- [Exercise data]
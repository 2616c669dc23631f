pub mod calculations;
pub mod expenses;
pub mod models;
pub mod source;

#[cfg(test)]
mod fixtures;

pub use calculations::RegimeSimulator;
pub use expenses::{ClassifiedExpenses, Expense, ExpenseClassifier, ExpenseLedger, KeywordClassifier};
pub use models::*;
pub use source::{FallbackSource, ReferenceDataSource, SourceError};
pub mod dataset;
pub mod loader;
pub mod rules;
pub mod source;

pub use dataset::{DatasetError, parse_dataset};
pub use loader::{BracketCsvError, BracketCsvLoader, BracketRecord, TableName};
pub use rules::{RulesError, load_rules, parse_rules};
pub use source::TomlFileSource;
//! Request handling: validate user input, classify expenses, and run the
//! regime simulation.

use std::path::PathBuf;

use fiscal_core::calculations::RegimeSimulator;
use fiscal_core::expenses::{
    ClassifiedExpenses, ClassifierError, ExpenseClassifier, ExpenseLedger,
};
use fiscal_core::{
    EngineParameters, FallbackSource, ReferenceData, ReferenceDataSource, Regime,
    SimulationInput, SimulationResult,
};
use fiscal_data::TomlFileSource;
use rust_decimal::Decimal;
use serde::Serialize;
use thiserror::Error;
use tracing::debug;

/// Errors raised while turning a request into a simulation.
#[derive(Debug, Error, PartialEq)]
pub enum RequestError {
    #[error("gross salary {gross} is below the minimum of {minimum}")]
    GrossBelowMinimum { gross: Decimal, minimum: Decimal },

    #[error("{field} must be non-negative, got {value}")]
    NegativeAmount { field: &'static str, value: Decimal },

    #[error("activity code must not be empty")]
    EmptyActivityCode,

    #[error("expense classification failed: {0}")]
    Classification(#[from] ClassifierError),
}

/// One simulation request as entered by the user.
///
/// Optional amounts are estimated when absent: contributions from the
/// parameter rates, freelancer revenue from the gross salary, and personal
/// expenses from the ledger entries flagged as also paid when salaried.
#[derive(Debug, Clone, PartialEq)]
pub struct SimulationRequest {
    pub gross_salary: Decimal,
    pub employee_contribution: Option<Decimal>,
    pub company_contribution: Option<Decimal>,
    pub personal_expenses: Option<Decimal>,
    pub freelancer_revenue: Option<Decimal>,
    pub expenses: ExpenseLedger,
    pub activity_code: String,
    pub region: String,
    pub is_new_company: bool,
    pub administrator_salary: Decimal,
}

impl SimulationRequest {
    /// Checks the request against the loaded parameters.
    ///
    /// Expense amounts are not rechecked: the ledger only holds positive
    /// amounts.
    pub fn validate(
        &self,
        params: &EngineParameters,
    ) -> Result<(), RequestError> {
        if self.gross_salary <= Decimal::ZERO || self.gross_salary < params.minimum_gross_salary {
            return Err(RequestError::GrossBelowMinimum {
                gross: self.gross_salary,
                minimum: params.minimum_gross_salary,
            });
        }

        let amounts = [
            ("employee contribution", self.employee_contribution),
            ("company contribution", self.company_contribution),
            ("personal expenses", self.personal_expenses),
            ("freelancer revenue", self.freelancer_revenue),
            ("administrator salary", Some(self.administrator_salary)),
        ];
        for (field, value) in amounts {
            if let Some(value) = value.filter(|v| *v < Decimal::ZERO) {
                return Err(RequestError::NegativeAmount { field, value });
            }
        }

        if self.activity_code.trim().is_empty() {
            return Err(RequestError::EmptyActivityCode);
        }
        Ok(())
    }

    /// Builds the engine input once expenses have been classified.
    pub fn to_input(
        &self,
        classified: &ClassifiedExpenses,
        params: &EngineParameters,
    ) -> SimulationInput {
        let estimated = SimulationInput::with_estimated_contributions(
            self.gross_salary,
            self.region.clone(),
            params,
        );

        SimulationInput {
            employee_contribution: self
                .employee_contribution
                .unwrap_or(estimated.employee_contribution),
            company_contribution: self
                .company_contribution
                .unwrap_or(estimated.company_contribution),
            personal_expenses: self
                .personal_expenses
                .unwrap_or_else(|| self.expenses.personal_total()),
            freelancer_revenue: self.freelancer_revenue.unwrap_or(self.gross_salary),
            freelancer_expenses: classified.total_deductible,
            is_new_company: self.is_new_company,
            administrator_salary: self.administrator_salary,
            ..estimated
        }
    }
}

/// Simulation result together with the expense analysis that fed it.
#[derive(Debug, Clone, PartialEq, Serialize)]
pub struct Outcome {
    pub best_regime: Regime,
    pub simulation: SimulationResult,
    pub classification: ClassifiedExpenses,
}

/// Validates `request`, classifies its expenses, and simulates all three
/// regimes.
pub async fn run(
    request: &SimulationRequest,
    data: &ReferenceData,
    classifier: &dyn ExpenseClassifier,
) -> Result<Outcome, RequestError> {
    request.validate(&data.parameters)?;

    let classification = classifier
        .classify(request.expenses.as_slice(), &request.activity_code)
        .await?;
    let input = request.to_input(&classification, &data.parameters);
    debug!(
        region = %input.region,
        deductible = %input.freelancer_expenses,
        "running simulation"
    );

    let simulation = RegimeSimulator::from_reference(data).simulate(&input);

    Ok(Outcome {
        best_regime: simulation.best_regime(),
        simulation,
        classification,
    })
}

/// Builds the reference data source: the dataset file, optionally backed by
/// a second dataset used when the first cannot be loaded.
pub fn build_source(
    data: PathBuf,
    fallback: Option<PathBuf>,
    brackets: Option<PathBuf>,
) -> Box<dyn ReferenceDataSource> {
    let with_brackets = |source: TomlFileSource| match &brackets {
        Some(csv) => source.with_bracket_csv(csv),
        None => source,
    };

    let primary = with_brackets(TomlFileSource::new(data));
    match fallback {
        Some(path) => Box::new(FallbackSource::new(
            Box::new(primary),
            Box::new(with_brackets(TomlFileSource::new(path))),
        )),
        None => Box::new(primary),
    }
}
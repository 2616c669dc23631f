mod bracket;
mod contribution;
mod parameters;
mod simulation;
mod tax_tables;

pub use bracket::{Bracket, BracketTable, TableError};
pub use contribution::{ContributionSchedule, ContributionTier};
pub use parameters::{EngineParameters, ParameterError};
pub use simulation::{
    CompanyResult, EmployeeResult, FreelancerResult, Regime, SimulationInput, SimulationResult,
};
pub use tax_tables::{CorporateRates, ReferenceData, RegionalScale, TaxTables};
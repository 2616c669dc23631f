//! Salaried employee regime.
//!
//! | Step | Quantity |
//! |------|----------|
//! | 1    | Taxable base: gross − contribution − standard reduction, floored at 0 |
//! | 2    | State tax on the base |
//! | 3    | Regional tax on the base (fallback scale for unknown regions) |
//! | 4    | Official net: gross − contribution − total tax |
//! | 5    | Net: official net − personal non-deductible expenses |
//!
//! Step 5 is the "fair comparison" adjustment: costs a freelancer could
//! deduct still come out of an employee's pocket.

use rust_decimal::Decimal;

use crate::calculations::common::non_negative;
use crate::calculations::regimes::IncomeTax;
use crate::{EmployeeResult, EngineParameters, SimulationInput, TaxTables};

/// Calculator for the employee derivation chain.
#[derive(Debug, Clone, Copy)]
pub struct EmployeeRegime<'a> {
    tables: &'a TaxTables,
    params: &'a EngineParameters,
}

impl<'a> EmployeeRegime<'a> {
    pub fn new(
        tables: &'a TaxTables,
        params: &'a EngineParameters,
    ) -> Self {
        Self { tables, params }
    }

    pub fn calculate(
        &self,
        input: &SimulationInput,
    ) -> EmployeeResult {
        let taxable_base = self.taxable_base(input.employee_gross, input.employee_contribution);
        let tax = IncomeTax::assess(taxable_base, self.tables, &input.region);
        let total_tax = tax.total();

        let official_net = input.employee_gross - input.employee_contribution - total_tax;
        let net = official_net - input.personal_expenses;

        EmployeeResult {
            gross: input.employee_gross,
            contribution: input.employee_contribution,
            standard_reduction: self.params.standard_reduction,
            taxable_base,
            state_tax: tax.state,
            regional_tax: tax.regional,
            total_tax,
            official_net,
            personal_expenses: input.personal_expenses,
            net,
        }
    }

    /// Income tax on a salary whose contributions are paid elsewhere, as
    /// for a company administrator. Returns `(taxable_base, total_tax)`.
    pub(crate) fn salary_tax(
        &self,
        gross: Decimal,
        region: &str,
    ) -> (Decimal, Decimal) {
        let taxable_base = self.taxable_base(gross, Decimal::ZERO);
        let tax = IncomeTax::assess(taxable_base, self.tables, region);
        (taxable_base, tax.total())
    }

    fn taxable_base(
        &self,
        gross: Decimal,
        contribution: Decimal,
    ) -> Decimal {
        non_negative(gross - contribution - self.params.standard_reduction)
    }
}
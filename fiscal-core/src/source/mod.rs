pub mod fallback;
pub mod reference;

pub use fallback::FallbackSource;
pub use reference::{ReferenceDataSource, SourceError};
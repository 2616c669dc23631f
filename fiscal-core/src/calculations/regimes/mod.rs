//! Per-regime derivation chains.
//!
//! Every regime turns the shared [`crate::SimulationInput`] into a taxable
//! base its own way and then reuses the same bracket calculator and
//! reference tables.

pub mod company;
pub mod employee;
pub mod freelancer;

pub use company::CompanyRegime;
pub use employee::EmployeeRegime;
pub use freelancer::FreelancerRegime;

use rust_decimal::Decimal;

use crate::TaxTables;
use crate::calculations::compute_tax;

/// State and regional income tax on one taxable base.
#[derive(Debug, Clone, Copy, PartialEq, Eq)]
pub(crate) struct IncomeTax {
    pub state: Decimal,
    pub regional: Decimal,
}

impl IncomeTax {
    pub(crate) fn assess(
        base: Decimal,
        tables: &TaxTables,
        region: &str,
    ) -> Self {
        let scale = tables.regional_scale(region);
        Self {
            state: compute_tax(base, tables.state.brackets()),
            regional: compute_tax(base, scale.table.brackets()),
        }
    }

    pub(crate) fn total(&self) -> Decimal {
        self.state + self.regional
    }
}
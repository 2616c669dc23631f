//! Shared numeric helpers for the regime derivations.
//!
//! Derivations never round intermediate values; [`round_half_up`] is meant
//! for presentation only.

use rust_decimal::Decimal;

/// Rounds a decimal value to two decimal places, half away from zero.
///
/// # Examples
///
/// ```
/// use rust_decimal_macros::dec;
/// use fiscal_core::calculations::common::round_half_up;
///
/// assert_eq!(round_half_up(dec!(2647.09393)), dec!(2647.09));
/// assert_eq!(round_half_up(dec!(123.455)), dec!(123.46));
/// assert_eq!(round_half_up(dec!(-123.455)), dec!(-123.46)); // Away from zero
/// ```
pub fn round_half_up(value: Decimal) -> Decimal {
    value.round_dp_with_strategy(2, rust_decimal::RoundingStrategy::MidpointAwayFromZero)
}

/// Returns the maximum of two decimal values.
///
/// ```
/// use rust_decimal_macros::dec;
/// use fiscal_core::calculations::common::max;
///
/// assert_eq!(max(dec!(-100.00), dec!(0)), dec!(0));
/// ```
pub fn max(
    a: Decimal,
    b: Decimal,
) -> Decimal {
    if a > b { a } else { b }
}

/// Floors a derived base at zero.
pub fn non_negative(value: Decimal) -> Decimal {
    max(value, Decimal::ZERO)
}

- [What is needed]
Only an exact copy of the listing above, from its first line up to and including the line with "contributions from the", counts as the answer.

- [Answer to this exercise]
repository 2616c669dc23631f
pub mod calculations;
pub mod expenses;
pub mod models;
pub mod source;

#[cfg(test)]
mod fixtures;

pub use calculations::RegimeSimulator;
pub use expenses::{ClassifiedExpenses, Expense, ExpenseClassifier, ExpenseLedger, KeywordClassifier};
pub use models::*;
pub use source::{FallbackSource, ReferenceDataSource, SourceError};
pub mod dataset;
pub mod loader;
pub mod rules;
pub mod source;

pub use dataset::{DatasetError, parse_dataset};
pub use loader::{BracketCsvError, BracketCsvLoader, BracketRecord, TableName};
pub use rules::{RulesError, load_rules, parse_rules};
pub use source::TomlFileSource;
//! Request handling: validate user input, classify expenses, and run the
//! regime simulation.

use std::path::PathBuf;

use fiscal_core::calculations::RegimeSimulator;
use fiscal_core::expenses::{
    ClassifiedExpenses, ClassifierError, ExpenseClassifier, ExpenseLedger,
};
use fiscal_core::{
    EngineParameters, FallbackSource, ReferenceData, ReferenceDataSource, Regime,
    SimulationInput, SimulationResult,
};
use fiscal_data::TomlFileSource;
use rust_decimal::Decimal;
use serde::Serialize;
use thiserror::Error;
use tracing::debug;

/// Errors raised while turning a request into a simulation.
#[derive(Debug, Error, PartialEq)]
pub enum RequestError {
    #[error("gross salary {gross} is below the minimum of {minimum}")]
    GrossBelowMinimum { gross: Decimal, minimum: Decimal },

    #[error("{field} must be non-negative, got {value}")]
    NegativeAmount { field: &'static str, value: Decimal },

    #[error("activity code must not be empty")]
    EmptyActivityCode,

    #[error("expense classification failed: {0}")]
    Classification(#[from] ClassifierError),
}

/// One simulation request as entered by the user.
///
/// Optional amounts are estimated when absent: contributions from the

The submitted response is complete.